How to Use a Common Table Expression (CTE) in SQL

A tiger developer coding on his computing (and probably using a common table expression).

Written by Dylan Paulus

Common Table Expressions (CTEs) are my go-to tool when writing complex SQL queries. They can be thought of as working like sub-queries or temporary tables but with their own superpowers.

In this article, we'll take a deep dive into what CTEs are and how they can simplify your queries, how recursive CTES can turn impossible PostgreSQL queries into possible, and how to use CTEs to create optimization fences to improve the performance of your queries.

Finally, at the end of the article, we'll discuss Timescale's hyperfunctions and how they improve and simplify our queries like CTEs do.

What Is a Common Table Expression?

Common Table Expressions are auxiliary queries that provide a temporary result set to a primary query. In other words, think of CTEs as a temporary table that only exists for the duration of a query.

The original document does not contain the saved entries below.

use core::iter::FusedIterator;

use crate::{DiagnosticContext, ElemType, Entry, EntryList, HarnessError, Literal, Payload};

/// One entry picked from every axis of a sweep.
///
/// A combination borrows its entries from the lists and only lives for the action call it is
/// built for.
#[derive(Debug, Clone, PartialEq)]
pub struct Combination<'a, P> {
    index: usize,
    indices: Vec<usize>,
    entries: Vec<&'a Entry<P>>,
}

impl<'a, P> Combination<'a, P> {
    fn new(lists: &[&'a EntryList<P>], index: usize, indices: Vec<usize>) -> Self {
        let entries = lists
            .iter()
            .zip(indices.iter())
            .map(|(list, position)| &list.entries()[*position])
            .collect();

        Self {
            index,
            indices,
            entries,
        }
    }

    /// Position of the combination in the enumeration order.
    pub fn index(&self) -> usize {
        self.index
    }

    /// Position of the picked entry on every axis.
    pub fn indices(&self) -> &[usize] {
        &self.indices
    }

    /// Number of axes.
    pub fn axes(&self) -> usize {
        self.entries.len()
    }

    /// The entry picked on `axis`.
    pub fn entry(&self, axis: usize) -> Option<&'a Entry<P>> {
        self.entries.get(axis).copied()
    }

    /// The payloads in axis order.
    pub fn payloads(&self) -> impl Iterator<Item = &'a P> + '_ {
        self.entries.iter().copied().map(Entry::payload)
    }

    /// The entry names in axis order.
    pub fn names(&self) -> Vec<&'a str> {
        self.entries.iter().copied().map(Entry::name).collect()
    }

    /// The entry names joined with [DELIMITER](crate::DELIMITER).
    pub fn composed_name(&self) -> String {
        self.context().composed_name()
    }

    /// A self-contained description of the combination for failure reports.
    pub fn context(&self) -> DiagnosticContext {
        DiagnosticContext::new(
            self.index,
            self.indices.clone(),
            self.entries
                .iter()
                .map(|entry| entry.name().to_string())
                .collect(),
        )
    }
}

impl<P> Combination<'_, P> {
    fn payload_at(&self, axis: usize) -> Result<&P, HarnessError> {
        self.entries
            .get(axis)
            .map(|entry| entry.payload())
            .ok_or(HarnessError::AxisOutOfRange {
                axis,
                axes: self.entries.len(),
            })
    }

    fn mismatch(&self, axis: usize, expected: &'static str) -> HarnessError {
        HarnessError::PayloadMismatch {
            axis,
            name: self.entries[axis].name().to_string(),
            expected,
        }
    }
}

impl Combination<'_, Payload> {
    /// The element type picked on `axis`.
    pub fn elem(&self, axis: usize) -> Result<ElemType, HarnessError> {
        self.payload_at(axis)?
            .as_type()
            .ok_or_else(|| self.mismatch(axis, "type"))
    }

    /// The literal picked on `axis`.
    pub fn value(&self, axis: usize) -> Result<Literal, HarnessError> {
        self.payload_at(axis)?
            .as_value()
            .ok_or_else(|| self.mismatch(axis, "value"))
    }
}

/// The Cartesian product of an ordered list of axes.
///
/// Combinations are enumerated like nested loops: the first axis varies slowest and the last
/// axis fastest. The product is a pure function of its axes, so every call to
/// [iter](Self::iter) replays the same sequence from the start.
#[derive(Debug, Clone)]
pub struct CartesianProduct<'a, P> {
    lists: Vec<&'a EntryList<P>>,
    len: usize,
}

impl<'a, P> CartesianProduct<'a, P> {
    /// Combine the given axes, in order.
    ///
    /// Without any axis the product holds a single empty combination; with an empty axis it
    /// holds none.
    pub fn new(lists: &[&'a EntryList<P>]) -> Result<Self, HarnessError> {
        let len = if lists.iter().any(|list| list.is_empty()) {
            0
        } else {
            lists
                .iter()
                .try_fold(1usize, |acc, list| acc.checked_mul(list.len()))
                .ok_or_else(|| HarnessError::CombinationOverflow {
                    sizes: lists.iter().map(|list| list.len()).collect(),
                })?
        };

        Ok(Self {
            lists: lists.to_vec(),
            len,
        })
    }

    /// Number of combinations.
    pub fn len(&self) -> usize {
        self.len
    }

    /// Whether the product holds no combination.
    pub fn is_empty(&self) -> bool {
        self.len == 0
    }

    /// Number of axes.
    pub fn axes(&self) -> usize {
        self.lists.len()
    }

    /// Enumerate every combination from the first one.
    pub fn iter(&self) -> Combinations<'a, P> {
        Combinations {
            lists: self.lists.clone(),
            counter: vec![0; self.lists.len()],
            position: 0,
            len: self.len,
        }
    }

    /// The combination at `index` in the enumeration order.
    pub fn get(&self, index: usize) -> Option<Combination<'a, P>> {
        if index >= self.len {
            return None;
        }

        let mut rest = index;
        let mut indices = vec![0; self.lists.len()];

        for axis in (0..self.lists.len()).rev() {
            let size = self.lists[axis].len();
            indices[axis] = rest % size;
            rest /= size;
        }

        Some(Combination::new(&self.lists, index, indices))
    }
}

impl<'a, 'b, P> IntoIterator for &'b CartesianProduct<'a, P> {
    type Item = Combination<'a, P>;
    type IntoIter = Combinations<'a, P>;

    fn into_iter(self) -> Self::IntoIter {
        self.iter()
    }
}

/// Lazy enumeration of a [CartesianProduct], driven by an odometer over the axis indices.
#[derive(Debug, Clone)]
pub struct Combinations<'a, P> {
    lists: Vec<&'a EntryList<P>>,
    counter: Vec<usize>,
    position: usize,
    len: usize,
}

impl<'a, P> Iterator for Combinations<'a, P> {
    type Item = Combination<'a, P>;

    fn next(&mut self) -> Option<Self::Item> {
        if self.position >= self.len {
            return None;
        }

        let combination = Combination::new(&self.lists, self.position, self.counter.clone());
        self.position += 1;

        // The last axis is the innermost loop.
        for axis in (0..self.counter.len()).rev() {
            self.counter[axis] += 1;
            if self.counter[axis] < self.lists[axis].len() {
                break;
            }
            self.counter[axis] = 0;
        }

        Some(combination)
    }

    fn size_hint(&self) -> (usize, Option<usize>) {
        let remaining = self.len - self.position;
        (remaining, Some(remaining))
    }
}

impl<P> ExactSizeIterator for Combinations<'_, P> {}

impl<P> FusedIterator for Combinations<'_, P> {}

#[cfg(test)]
mod tests {
    use super::*;
    use pretty_assertions::assert_eq;

    fn letters() -> EntryList<u32> {
        EntryList::make_named([0, 1], ["A", "B"]).unwrap()
    }

    fn digits() -> EntryList<u32> {
        EntryList::make_named([1, 2, 3], ["1", "2", "3"]).unwrap()
    }

    #[test]
    fn enumerates_outermost_axis_slowest() {
        let letters = EntryList::make_named(["A", "B"], ["A", "B"]).unwrap();
        let digits = EntryList::make_named(["1", "2", "3"], ["1", "2", "3"]).unwrap();
        let product = CartesianProduct::new(&[&letters, &digits]).unwrap();

        let names = product
            .iter()
            .map(|combination| combination.composed_name())
            .collect::<Vec<_>>();

        assert_eq!(product.len(), 6);
        assert_eq!(names, vec!["A,1", "A,2", "A,3", "B,1", "B,2", "B,3"]);
    }

    #[test]
    fn names_match_the_entry_at_each_axis_index() {
        let lhs = digits();
        let mid = EntryList::make_named([10u32, 20], ["ten", "twenty"]).unwrap();
        let rhs = digits();
        let product = CartesianProduct::new(&[&lhs, &mid, &rhs]).unwrap();
        let lists = [&lhs, &mid, &rhs];

        for combination in product.iter() {
            for (axis, name) in combination.names().into_iter().enumerate() {
                let index = combination.indices()[axis];
                assert_eq!(Some(name), lists[axis].entry_at(index).map(Entry::name));
            }
        }
        assert_eq!(product.len(), lhs.len() * mid.len() * rhs.len());
        assert_eq!(product.iter().count(), 18);
    }

    #[test]
    fn empty_axis_yields_nothing() {
        let empty = EntryList::<u32>::make_named([], Vec::<&str>::new()).unwrap();
        let digits = digits();
        let product = CartesianProduct::new(&[&empty, &digits]).unwrap();

        assert!(product.is_empty());
        assert_eq!(product.iter().next(), None);
        assert_eq!(product.get(0), None);
    }

    #[test]
    fn no_axis_yields_one_empty_combination() {
        let product = CartesianProduct::<u32>::new(&[]).unwrap();
        let combinations = product.iter().collect::<Vec<_>>();

        assert_eq!(combinations.len(), 1);
        assert_eq!(combinations[0].axes(), 0);
        assert_eq!(combinations[0].composed_name(), "");
    }

    #[test]
    fn iteration_restarts_from_scratch() {
        let letters = letters();
        let digits = digits();
        let product = CartesianProduct::new(&[&letters, &digits]).unwrap();

        let first = product.iter().map(|c| c.context()).collect::<Vec<_>>();
        let second = product.iter().map(|c| c.context()).collect::<Vec<_>>();

        assert_eq!(first, second);
    }

    #[test]
    fn random_access_matches_enumeration() {
        let letters = letters();
        let digits = digits();
        let product = CartesianProduct::new(&[&digits, &letters, &digits]).unwrap();

        for (index, combination) in product.iter().enumerate() {
            assert_eq!(product.get(index), Some(combination));
        }
        assert_eq!(product.get(product.len()), None);
    }

    #[test]
    fn exact_size_counts_down() {
        let letters = letters();
        let digits = digits();
        let product = CartesianProduct::new(&[&letters, &digits]).unwrap();
        let mut iter = product.iter();

        assert_eq!(iter.len(), 6);
        iter.next();
        assert_eq!(iter.len(), 5);
    }

    #[test]
    fn overflowing_product_is_rejected() {
        let pair = EntryList::make([0u8, 1]);
        let axes = vec![&pair; usize::BITS as usize];

        let result = CartesianProduct::new(&axes);

        assert!(matches!(
            result,
            Err(HarnessError::CombinationOverflow { .. })
        ));
    }

    #[test]
    fn payload_accessors_check_the_kind() {
        let types = EntryList::of_types::<(f32,)>();
        let sizes = EntryList::values([4u32]);
        let product = CartesianProduct::new(&[&types, &sizes]).unwrap();
        let combination = product.get(0).unwrap();

        assert_eq!(combination.elem(0).map(|elem| elem.name()), Ok("f32"));
        assert_eq!(combination.value(1), Ok(Literal::UInt(4)));
        assert_eq!(
            combination.elem(1),
            Err(HarnessError::PayloadMismatch {
                axis: 1,
                name: "4".to_string(),
                expected: "type",
            })
        );
        assert_eq!(
            combination.value(2),
            Err(HarnessError::AxisOutOfRange { axis: 2, axes: 2 })
        );
    }
}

To get started, let's break down the structure of CTEs in SQL:

WITH [cte name] AS ( [auxiliary query] ) [primary query]

Breakdown:

  • WITH clause: Starts the common table expression and comes before the primary query. (You may also encounter people calling CTEs "With statements.")

  • CTE name: Defines the name of the CTE that can be referenced in the primary query—the name must be unique within the query.

  • AS: The As keyword starts the CTE definition.

  • Auxiliary query: This defines the CTE and "populates the temporary table."

  • Primary query: The primary query is our main SQL query—we can reference the CTE by name and use it like a regular table.

Common table expressions are not limited to just one auxiliary statement. We can separate auxiliary statements with a comma to provide any number of CTEs.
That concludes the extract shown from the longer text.